START DATA FOR THIS TASK

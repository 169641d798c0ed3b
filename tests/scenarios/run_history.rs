//! Test: Run history - summaries of finished and halted runs

use crate::helpers::*;
use chrono::Utc;
use serde_json::json;
use wowza_bootstrap::persistence::create_summary;
use wowza_bootstrap::{ContinuationExecutor, ExecutorState, InMemoryPersistence, PersistenceBackend};

#[tokio::test]
async fn test_summary_of_finished_run() {
    let log = CallLog::default();
    let registry = test_registry(&log, 0);
    let source = json!({
        "actions": [
            { "action_name": "Record", "tag": "a" },
            { "action_name": "Record", "tag": "b", "result": "fail" },
        ]
    });
    let context = decode(&registry, source.clone());

    let started_at = Utc::now();
    ContinuationExecutor::new(context.clone()).run_to_completion().await.unwrap();
    let summary = create_summary(&context, started_at);

    assert_eq!(summary.run_id, context.id());
    assert_eq!(summary.state, ExecutorState::Complete);
    assert!(summary.completed_at.is_some());
    assert_eq!(summary.failed_actions(), 1);
    assert!(!summary.succeeded());
    assert_eq!(summary.document, document(source));

    let store = InMemoryPersistence::new();
    store.save_run(&summary).await.unwrap();
    assert_eq!(store.load_run(context.id()).await.unwrap(), Some(summary));
}

#[tokio::test]
async fn test_summary_of_halted_run() {
    let log = CallLog::default();
    let registry = test_registry(&log, 1);
    let context = decode(
        &registry,
        json!([
            { "action_name": "Record", "tag": "a" },
            { "action_name": "Faulting" },
        ]),
    );

    let started_at = Utc::now();
    assert!(ContinuationExecutor::new(context.clone()).run_to_completion().await.is_err());
    let summary = create_summary(&context, started_at);

    assert_eq!(summary.state, ExecutorState::Running);
    assert_eq!(summary.completed_at, None);
    assert!(summary.outcomes[0].succeeded());
    assert!(!summary.outcomes[1].completed);
}

#[cfg(feature = "sqlite")]
#[tokio::test]
async fn test_sqlite_history_keeps_replayable_document() {
    use std::sync::Arc;
    use wowza_bootstrap::persistence::SqliteRunStore;
    use wowza_bootstrap::{codec, BootstrapConfig};

    let log = CallLog::default();
    let registry = test_registry(&log, 0);
    let context = decode(
        &registry,
        json!([
            { "action_name": "Record", "tag": "first-run" },
            { "action_name": "Noop", "nested": { "list": [1, 2] } },
        ]),
    );
    ContinuationExecutor::new(context.clone()).run_to_completion().await.unwrap();

    let dir = tempfile::tempdir().unwrap();
    let store = SqliteRunStore::new(&dir.path().join("runs.db")).await.unwrap();
    store.save_run(&create_summary(&context, Utc::now())).await.unwrap();

    let saved = store.load_run(context.id()).await.unwrap().unwrap();
    let replay = codec::decode(&registry, &saved.document, Arc::new(BootstrapConfig::default()))
        .unwrap()
        .unwrap();
    assert!(!replay.same_pipeline(&context));

    ContinuationExecutor::new(replay).run_to_completion().await.unwrap();
    assert_eq!(log.calls(), vec!["first-run", "first-run"]);
}
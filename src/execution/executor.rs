//! Continuation executor - drives a pipeline through its actions in order

use crate::{
    core::{
        context::PipelineContext,
        error::Result,
        state::ExecutorState,
        PipelineError,
    },
    execution::events::{EventBus, ExecutionEvent},
};
use tracing::{debug, error, info, warn};

/// What a single [`ContinuationExecutor::advance`] call did
#[derive(Debug, Clone, PartialEq, Eq)]
pub enum StepOutcome {
    /// One action ran and reported `success`
    Executed {
        index: usize,
        action_name: String,
        success: bool,
    },
    /// Nothing left to run
    Complete,
}

/// Sequential driver over one pipeline context
///
/// The executor keeps no state of its own: the cursor and completion flag
/// live on the context, so any executor built over the same context picks
/// up where the last one stopped. Only one executor drives a context at a
/// time.
pub struct ContinuationExecutor {
    context: PipelineContext,
    events: EventBus,
}

impl ContinuationExecutor {
    pub fn new(context: PipelineContext) -> Self {
        Self {
            context,
            events: EventBus::default(),
        }
    }

    /// Add an event handler
    pub fn add_event_handler<F>(&self, handler: F)
    where
        F: Fn(ExecutionEvent) + Send + Sync + 'static,
    {
        self.events.add(handler);
    }

    /// Builder form of [`add_event_handler`](Self::add_event_handler)
    pub fn with_event_handler<F>(self, handler: F) -> Self
    where
        F: Fn(ExecutionEvent) + Send + Sync + 'static,
    {
        self.events.add(handler);
        self
    }

    pub fn context(&self) -> &PipelineContext {
        &self.context
    }

    pub fn state(&self) -> ExecutorState {
        self.context.state()
    }

    /// Continue the pipeline
    ///
    /// On a pipeline that has not started this only places the cursor at the
    /// head of the list. On a running pipeline every remaining action is
    /// executed in order. A completed pipeline is left alone.
    ///
    /// A handler fault stops the loop with the cursor still on the faulted
    /// action, so a later call retries it. Calls overlapping on the same
    /// context, from this executor or another, wait for each other.
    pub async fn invoke(&self) -> Result<ExecutorState> {
        let _run = self.context.lock_run().await;
        self.continue_run().await
    }

    /// Execute exactly one action, starting the pipeline first if needed
    pub async fn advance(&self) -> Result<StepOutcome> {
        let _run = self.context.lock_run().await;
        if self.context.state() == ExecutorState::NotStarted {
            self.bootstrap();
        }
        Ok(self.step().await?.unwrap_or(StepOutcome::Complete))
    }

    /// Start the pipeline if needed and run it to the end
    pub async fn run_to_completion(&self) -> Result<ExecutorState> {
        let _run = self.context.lock_run().await;
        if self.context.state() == ExecutorState::NotStarted {
            self.bootstrap();
        }
        self.continue_run().await
    }

    /// Body of [`invoke`](Self::invoke); the caller holds the run lock
    async fn continue_run(&self) -> Result<ExecutorState> {
        match self.context.state() {
            ExecutorState::NotStarted => {
                self.bootstrap();
            }
            ExecutorState::Running => {
                while self.step().await?.is_some() {}
            }
            ExecutorState::Complete => {
                debug!("Pipeline {} already complete, nothing to do", self.context.id());
            }
        }
        Ok(self.context.state())
    }

    fn bootstrap(&self) {
        if !self.context.begin() {
            return;
        }

        let run_id = self.context.id();
        let total_actions = self.context.len();
        info!("Starting pipeline {} ({} actions)", run_id, total_actions);
        self.events.emit(ExecutionEvent::PipelineStarted {
            run_id,
            total_actions,
        });

        if self.context.all_complete() {
            self.finish();
        }
    }

    /// Run the action under the cursor; `None` once the list is exhausted
    async fn step(&self) -> Result<Option<StepOutcome>> {
        let Some(index) = self.context.current() else {
            return Ok(None);
        };
        let Some(action) = self.context.action(index) else {
            return Ok(None);
        };

        let run_id = self.context.id();
        let action_name = action.action_name().to_string();
        info!("Running action #{}: {}", index, action_name);
        debug!("Parameters for action #{}: {:?}", index, action.parameters());
        self.events.emit(ExecutionEvent::ActionStarted {
            run_id,
            index,
            action_name: action_name.clone(),
        });

        let success = match action.execute().await {
            Ok(success) => success,
            Err(e) => {
                error!("Action #{} ({}) faulted: {}", index, action_name, e);
                self.events.emit(ExecutionEvent::ActionFaulted {
                    run_id,
                    index,
                    action_name,
                    error: fault_message(&e),
                });
                return Err(e);
            }
        };

        if success {
            info!("Action #{} ({}) succeeded", index, action_name);
        } else {
            warn!("Action #{} ({}) reported failure, continuing", index, action_name);
        }
        self.events.emit(ExecutionEvent::ActionFinished {
            run_id,
            index,
            action_name: action_name.clone(),
            success,
        });

        if self.context.advance_past(index) {
            self.finish();
        }

        Ok(Some(StepOutcome::Executed {
            index,
            action_name,
            success,
        }))
    }

    fn finish(&self) {
        let run_id = self.context.id();
        let failed_actions = self.context.failed_actions().len();
        info!(
            "Pipeline {} complete ({} failed actions)",
            run_id, failed_actions
        );
        self.events.emit(ExecutionEvent::PipelineCompleted {
            run_id,
            failed_actions,
        });
    }
}

fn fault_message(err: &PipelineError) -> String {
    match err {
        PipelineError::HandlerFault { source, .. } => source.to_string(),
        other => other.to_string(),
    }
}
//! Error types for the action pipeline

use thiserror::Error;
use uuid::Uuid;

/// Errors raised while building, decoding, or running a pipeline
#[derive(Debug, Error)]
pub enum PipelineError {
    /// No registered handler answers to the action name
    #[error("could not locate handler for action '{0}'")]
    UnresolvedActionType(String),

    /// The pipeline document could not be parsed or is missing `actions`
    #[error("malformed pipeline document: {0}")]
    MalformedDocument(String),

    /// The pipeline source (file or URL) could not be read
    #[error("pipeline source unavailable: {0}")]
    SourceUnavailable(String),

    /// The encoded pipeline could not be written out
    #[error("failed to write pipeline document to {path}: {source}")]
    DocumentWrite {
        path: std::path::PathBuf,
        #[source]
        source: std::io::Error,
    },

    /// A handler signalled an unrecoverable error; the run is halted
    #[error("action #{index} ({action_name}) faulted: {source}")]
    HandlerFault {
        index: usize,
        action_name: String,
        #[source]
        source: Box<dyn std::error::Error + Send + Sync + 'static>,
    },

    /// An action was appended to a context that has already started running
    #[error("pipeline {0} has started executing; its action list is frozen")]
    ContextFrozen(Uuid),
}

/// Errors raised while registering handler types
#[derive(Debug, Error, PartialEq, Eq)]
pub enum RegistryError {
    #[error("handler type '{0}' is already registered")]
    DuplicateType(String),

    #[error("action name '{action_name}' is already claimed by handler type '{existing}'")]
    DuplicateActionName {
        action_name: String,
        existing: String,
    },

    #[error("handler type '{type_name}' extends unknown type '{parent}'")]
    UnknownParent { type_name: String, parent: String },

    #[error("concrete handler type '{0}' has no factory")]
    MissingFactory(String),
}

pub type Result<T, E = PipelineError> = std::result::Result<T, E>;
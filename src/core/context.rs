//! Pipeline context - the aggregate owning a pipeline's actions and run state

use crate::core::{
    action::ActionInstance,
    config::BootstrapConfig,
    error::{PipelineError, Result},
    handler::{ActionHandler, Parameters},
    state::{ActionOutcome, ExecutorState},
};
use chrono::{DateTime, Utc};
use parking_lot::Mutex;
use std::fmt;
use std::sync::Arc;
use uuid::Uuid;

/// Shared handle to one pipeline's action list and execution state
///
/// Cloning the handle shares the same pipeline. Every [`ActionInstance`]
/// holds one, so the pipeline lives as long as any of its actions or an
/// outside caller still references it.
#[derive(Clone)]
pub struct PipelineContext {
    inner: Arc<ContextInner>,
}

struct ContextInner {
    id: Uuid,
    created_at: DateTime<Utc>,
    config: Arc<BootstrapConfig>,
    state: Mutex<ContextState>,
    /// Held by the executor for a whole invoke or advance
    run_lock: tokio::sync::Mutex<()>,
}

#[derive(Default)]
struct ContextState {
    actions: Vec<ActionSlot>,
    /// Index of the next action to execute; `None` until the run starts
    cursor: Option<usize>,
    all_complete: bool,
}

struct ActionSlot {
    spec: Arc<ActionSpec>,
    completed: bool,
    failed: bool,
}

/// The immutable part of an action, shared by its slot and its handles
pub(crate) struct ActionSpec {
    pub action_name: String,
    pub handler: Arc<dyn ActionHandler>,
    pub parameters: Parameters,
}

impl PipelineContext {
    /// Create an empty pipeline sharing `config`
    pub fn new(config: Arc<BootstrapConfig>) -> Self {
        Self {
            inner: Arc::new(ContextInner {
                id: Uuid::new_v4(),
                created_at: Utc::now(),
                config,
                state: Mutex::new(ContextState::default()),
                run_lock: tokio::sync::Mutex::new(()),
            }),
        }
    }

    /// Unique identifier of this pipeline run
    pub fn id(&self) -> Uuid {
        self.inner.id
    }

    pub fn created_at(&self) -> DateTime<Utc> {
        self.inner.created_at
    }

    /// Configuration shared by every action
    pub fn config(&self) -> &Arc<BootstrapConfig> {
        &self.inner.config
    }

    pub fn len(&self) -> usize {
        self.inner.state.lock().actions.len()
    }

    pub fn is_empty(&self) -> bool {
        self.len() == 0
    }

    /// Handles to every action, in insertion order
    pub fn actions(&self) -> Vec<ActionInstance> {
        let state = self.inner.state.lock();
        state
            .actions
            .iter()
            .enumerate()
            .map(|(index, slot)| ActionInstance::from_parts(self.clone(), index, Arc::clone(&slot.spec)))
            .collect()
    }

    pub fn action(&self, index: usize) -> Option<ActionInstance> {
        let state = self.inner.state.lock();
        state
            .actions
            .get(index)
            .map(|slot| ActionInstance::from_parts(self.clone(), index, Arc::clone(&slot.spec)))
    }

    /// Position of the next action to execute, once the run has started
    pub fn cursor(&self) -> Option<usize> {
        self.inner.state.lock().cursor
    }

    pub fn all_complete(&self) -> bool {
        self.inner.state.lock().all_complete
    }

    /// Current lifecycle state
    pub fn state(&self) -> ExecutorState {
        let state = self.inner.state.lock();
        match (state.cursor, state.all_complete) {
            (_, true) => ExecutorState::Complete,
            (Some(_), false) => ExecutorState::Running,
            (None, false) => ExecutorState::NotStarted,
        }
    }

    /// Snapshot of every action's recorded result
    pub fn outcomes(&self) -> Vec<ActionOutcome> {
        let state = self.inner.state.lock();
        state
            .actions
            .iter()
            .enumerate()
            .map(|(index, slot)| ActionOutcome {
                index,
                action_name: slot.spec.action_name.clone(),
                completed: slot.completed,
                failed: slot.failed,
            })
            .collect()
    }

    /// Actions that ran and reported failure
    pub fn failed_actions(&self) -> Vec<ActionOutcome> {
        self.outcomes().into_iter().filter(|o| o.failed).collect()
    }

    /// Whether two handles refer to the same pipeline
    pub fn same_pipeline(&self, other: &PipelineContext) -> bool {
        Arc::ptr_eq(&self.inner, &other.inner)
    }

    /// Append an action; rejected once execution has started
    pub(crate) fn append(&self, spec: ActionSpec) -> Result<(usize, Arc<ActionSpec>)> {
        let mut state = self.inner.state.lock();
        if state.cursor.is_some() {
            return Err(PipelineError::ContextFrozen(self.inner.id));
        }
        let spec = Arc::new(spec);
        state.actions.push(ActionSlot {
            spec: Arc::clone(&spec),
            completed: false,
            failed: false,
        });
        Ok((state.actions.len() - 1, spec))
    }

    /// Wait until no other executor is driving this pipeline
    pub(crate) async fn lock_run(&self) -> tokio::sync::MutexGuard<'_, ()> {
        self.inner.run_lock.lock().await
    }

    /// Create the cursor at the head of the list; false if it already exists
    pub(crate) fn begin(&self) -> bool {
        let mut state = self.inner.state.lock();
        if state.cursor.is_some() || state.all_complete {
            return false;
        }
        state.cursor = Some(0);
        if state.actions.is_empty() {
            state.all_complete = true;
        }
        true
    }

    /// Index of the action under the cursor, if the run is in progress
    pub(crate) fn current(&self) -> Option<usize> {
        let state = self.inner.state.lock();
        match state.cursor {
            Some(index) if !state.all_complete && index < state.actions.len() => Some(index),
            _ => None,
        }
    }

    /// Move the cursor past `index`; returns true when the list is exhausted
    pub(crate) fn advance_past(&self, index: usize) -> bool {
        let mut state = self.inner.state.lock();
        let next = index + 1;
        state.cursor = Some(next);
        if next >= state.actions.len() {
            state.all_complete = true;
        }
        state.all_complete
    }

    /// Record a handler result; the first recorded result is kept
    pub(crate) fn record(&self, index: usize, success: bool) {
        let mut state = self.inner.state.lock();
        if let Some(slot) = state.actions.get_mut(index) {
            if slot.completed {
                return;
            }
            slot.failed = !success;
            slot.completed = true;
        }
    }

    pub(crate) fn slot_flags(&self, index: usize) -> (bool, bool) {
        let state = self.inner.state.lock();
        state
            .actions
            .get(index)
            .map(|slot| (slot.completed, slot.failed))
            .unwrap_or((false, false))
    }
}

impl fmt::Debug for PipelineContext {
    fn fmt(&self, f: &mut fmt::Formatter<'_>) -> fmt::Result {
        let state = self.inner.state.lock();
        f.debug_struct("PipelineContext")
            .field("id", &self.inner.id)
            .field(
                "actions",
                &state
                    .actions
                    .iter()
                    .map(|a| a.spec.action_name.as_str())
                    .collect::<Vec<_>>(),
            )
            .field("cursor", &state.cursor)
            .field("all_complete", &state.all_complete)
            .finish()
    }
}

END DATA FOR THIS TASK

WHAT YOU HAVE TO DO: Return every line from the entries that holds the string "SqliteRunStore".

ANSWER:
    use wowza_bootstrap::persistence::SqliteRunStore;
    let store = SqliteRunStore::new(&dir.path().join("runs.db")).await.unwrap();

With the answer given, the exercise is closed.